The judge ruled in late 2011 that West Yorkshire Police had, indeed, infringed on and misused FTS’s database rights, and acted in breach of confidence. He was scathing about the police officer’s “unconvincing” evidence.
But that was not the end of the story. In the subsequent years, the police built up their in-house capabilities, arguably helped by the huge leg-up of Abs address “theft” from the Operation Praline affair. One by one, police forces hired members of FTS’s 100-strong force of engineers until it had little business left. “We were a zombie company,” says one ex-staffer.
Clark says: “We invested huge amounts developing this technology, and trained our staff to be the best in the business. Even after that, we were clearing £500,000 a year profit. Now the police have just taken it all from us.”
The treatment of FTS is scandal enough in itself but for Clark, the process leaves us all worse off.
First, police are spending more taxpayers’ money than they need to by taking digital forensic work in-house rather than using more efficient, better-resourced private companies. “When I hear the police complain about ‘cuts’, that just makes me laugh,” he says. Worse still, he adds, forces doing the work in-house are likely to cut corners.
He has good reason to worry. In 2010, FTS won ISO accreditation for the quality of its forensic research on BlackBerrys, iPhones and other brands. It came at no small investment.

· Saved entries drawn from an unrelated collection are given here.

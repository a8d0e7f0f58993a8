//! A saga node.
//!
//! Hosts the user-creation and event-propagation orchestrators together with
//! the participants that own the credentials, profile, graph, event log and
//! report stores, all attached to one message channel. A small HTTP
//! surface starts sagas and exposes health, Prometheus metrics and saga
//! instance lookup.

pub mod config;
pub mod error;
pub mod routes;

use std::sync::Arc;
use std::time::Duration;

use axum::Router;
use axum::routing::{get, post};
use messaging::SharedChannel;
use metrics_exporter_prometheus::PrometheusHandle;
use saga::services::{
    InMemoryCredentialsStore, InMemoryEventLogStore, InMemoryGraphStore, InMemoryProfileStore,
    InMemoryReportStore, credentials_participant, event_log_participant, graph_participant,
    profile_participant, report_participant,
};
use saga::{
    CreateEventSaga, CreateUserSaga, Orchestrator, Participant, SagaDefinition, SagaRepository,
    SagaSweeper,
};
use tower_http::cors::{Any, CorsLayer};
use tower_http::trace::TraceLayer;

use config::Config;

/// State shared by the HTTP handlers.
pub struct AppState {
    pub users: Orchestrator<CreateUserSaga>,
    pub events: Orchestrator<CreateEventSaga>,
}

impl AppState {
    pub fn saga_types(&self) -> Vec<&'static str> {
        vec![CreateUserSaga::SAGA_TYPE, CreateEventSaga::SAGA_TYPE]
    }
}

/// Creates the Axum router with all routes and shared state.
pub fn create_app(state: Arc<AppState>, metrics_handle: PrometheusHandle) -> Router {
    let metrics_router = Router::new()
        .route("/metrics", get(routes::metrics::render))
        .with_state(metrics_handle);

    Router::new()
        .route("/health", get(routes::health::check))
        .route("/sagas/CreateUser", post(routes::sagas::create_user))
        .route("/sagas/CreateEvent", post(routes::sagas::create_event))
        .route(
            "/sagas/{saga_type}/{correlation_id}",
            get(routes::sagas::get),
        )
        .with_state(state)
        .merge(metrics_router)
        .layer(
            CorsLayer::new()
                .allow_origin(Any)
                .allow_methods(Any)
                .allow_headers(Any),
        )
        .layer(TraceLayer::new_for_http())
}

/// The participant-owned stores hosted by a node.
#[derive(Debug, Clone, Default)]
pub struct Stores {
    pub credentials: InMemoryCredentialsStore,
    pub profiles: InMemoryProfileStore,
    pub graph: InMemoryGraphStore,
    pub event_log: InMemoryEventLogStore,
    pub reports: InMemoryReportStore,
}

struct Participants {
    credentials: Participant<CreateUserSaga>,
    profile: Participant<CreateUserSaga>,
    graph: Participant<CreateUserSaga>,
    event_log: Participant<CreateEventSaga>,
    report: Participant<CreateEventSaga>,
}

/// Orchestrators and participants wired onto one channel.
pub struct Node {
    pub state: Arc<AppState>,
    pub stores: Stores,
    participants: Participants,
}

impl Node {
    /// Subscribes every participant and orchestrator to `channel`.
    pub async fn bootstrap(
        config: &Config,
        channel: SharedChannel,
        repository: Arc<dyn SagaRepository>,
    ) -> saga::Result<Self> {
        let stores = Stores::default();
        let users = &config.user_subjects;
        let events = &config.event_subjects;

        let participants = Participants {
            credentials: credentials_participant(
                channel.clone(),
                users.clone(),
                Arc::new(stores.credentials.clone()),
            )
            .await?,
            profile: profile_participant(
                channel.clone(),
                users.clone(),
                Arc::new(stores.profiles.clone()),
            )
            .await?,
            graph: graph_participant(
                channel.clone(),
                users.clone(),
                Arc::new(stores.graph.clone()),
            )
            .await?,
            event_log: event_log_participant(
                channel.clone(),
                events.clone(),
                Arc::new(stores.event_log.clone()),
            )
            .await?,
            report: report_participant(
                channel.clone(),
                events.clone(),
                Arc::new(stores.reports.clone()),
            )
            .await?,
        };

        let state = Arc::new(AppState {
            users: Orchestrator::new(
                channel.clone(),
                repository.clone(),
                users.clone(),
                config.orchestrator_config(),
            )
            .await?,
            events: Orchestrator::new(
                channel,
                repository,
                events.clone(),
                config.orchestrator_config(),
            )
            .await?,
        });

        tracing::info!(sagas = ?state.saga_types(), "node bootstrapped");

        Ok(Self {
            state,
            stores,
            participants,
        })
    }

    /// A sweeper over both orchestrators.
    pub fn sweeper(&self, interval: Duration) -> SagaSweeper {
        SagaSweeper::new(interval)
            .with(Arc::new(self.state.users.clone()))
            .with(Arc::new(self.state.events.clone()))
    }

    /// Unsubscribes orchestrators first so no new commands go out, then
    /// the participants.
    pub async fn shutdown(&self) -> saga::Result<()> {
        self.state.users.shutdown().await?;
        self.state.events.shutdown().await?;

        let p = &self.participants;
        p.credentials.shutdown().await?;
        p.profile.shutdown().await?;
        p.graph.shutdown().await?;
        p.event_log.shutdown().await?;
        p.report.shutdown().await?;

        tracing::info!("node stopped");
        Ok(())
    }
}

The trouble was, Clark claims, the police wouldn’t pay the extra the higher standard required.
Forgivable then, perhaps. But now the Forensic Science Regulator has decreed all police digital forensic work should achieve that level from next month. The watchdog says many won’t make the grade because forces continue seeking short cuts on price.

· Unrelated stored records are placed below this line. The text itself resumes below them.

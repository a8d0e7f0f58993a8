//! Hooks invoked when a saga instance reaches a terminal state.

use async_trait::async_trait;

use crate::instance::SagaInstance;

/// Receives terminal saga instances.
///
/// This is where alerting or manual-intervention workflows plug in, for
/// example when a compensation step itself failed.
#[async_trait]
pub trait SagaListener: Send + Sync {
    async fn on_completed(&self, _instance: &SagaInstance) {}

    async fn on_failed(&self, _instance: &SagaInstance) {}

    async fn on_aborted(&self, _instance: &SagaInstance) {}
}

/// Listener that only logs.
#[derive(Debug, Clone, Copy, Default)]
pub struct LoggingListener;

#[async_trait]
impl SagaListener for LoggingListener {
    async fn on_completed(&self, instance: &SagaInstance) {
        tracing::info!(
            saga_type = instance.saga_type(),
            correlation_id = %instance.correlation_id(),
            "saga completed"
        );
    }

    async fn on_failed(&self, instance: &SagaInstance) {
        tracing::warn!(
            saga_type = instance.saga_type(),
            correlation_id = %instance.correlation_id(),
            reason = instance.failure_reason().unwrap_or("unknown"),
            completed = ?instance.completed_steps(),
            compensated = ?instance.compensated_steps(),
            "saga failed"
        );
    }

    async fn on_aborted(&self, instance: &SagaInstance) {
        tracing::error!(
            saga_type = instance.saga_type(),
            correlation_id = %instance.correlation_id(),
            reason = instance.failure_reason().unwrap_or("unknown"),
            "saga aborted"
        );
    }
}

The Scottish Police Authority admits that bringing its in-house forensic laboratories up to accredited standard was hugely costly. In parliamentary testimony, it urged other forces to think twice before taking the work in-house. Does it matter if forensic services aren’t up to scratch? Of course, says Clark. With unreliable forensics, court cases collapse, juries are misled.
At the very least, prosecutors will be embarrassed: one of the debacles of the News International phone hacking trial was the way police mobile phone cell-site forensics were torn to shreds by the defence.
Clark’s view is obviously affected by his treatment by the West Yorkshire Police. It should be said that some former employees claim that FTS died because was just not big enough to make the R&D investment to keep up.
Other senior FTS staff say the dispute cost so much that the company had no choice but to rein in its R&D, allowing it to be left behind in the data race.
For its part, West Yorkshire Police says of the case: “Compensation and costs were assessed and paid at the time.”
Forensic researcher Alan Turnbull, who runs https://www.secret-bases.co.uk, concludes: “Given that FTS was run by senior ex-police officers, the irony of its fate is palpable.”
Ironic, or tragic? One thing is certain — companies may want to think twice before sharing their secrets with our police and security services.